Directions for this task
Go through the records below and copy out every line that contains the word "FieldType".

Given data
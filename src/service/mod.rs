//! Service layer — the CRUD facade and its named-operation registry.
//!
//! `CrudService` holds a record schema and a store handle and exposes the
//! CRUD operations as plain methods. `Registry` exposes the same operations
//! under stable names with declared input shapes, so an external dispatcher
//! can route JSON requests to them.
//!
//! ## Quick Start
//!
//! ```ignore
//! use crudbus::{CrudService, FieldType, InMemoryStore, Registry, Schema};
//! use serde_json::json;
//!
//! let schema = Schema::new()
//!     .required("name", FieldType::String)
//!     .field("age", FieldType::Number);
//! let service = CrudService::with_schema(schema, Box::new(InMemoryStore::new()));
//! let registry = Registry::new(service);
//!
//! let created = registry.dispatch("createOne", json!({ "name": "Al", "age": "30" }))?;
//! assert_eq!(created["age"], json!(30));
//! ```

mod crud;
mod registry;

pub use crud::CrudService;
pub use registry::Registry;

// HTTP transport (requires "http" feature)
#[cfg(feature = "http")]
mod http;
#[cfg(feature = "http")]
pub use http::{router, serve};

Expected answer
//! use crudbus::{CrudService, FieldType, InMemoryStore, Registry, Schema};
//!     .required("name", FieldType::String)
//!     .field("age", FieldType::Number);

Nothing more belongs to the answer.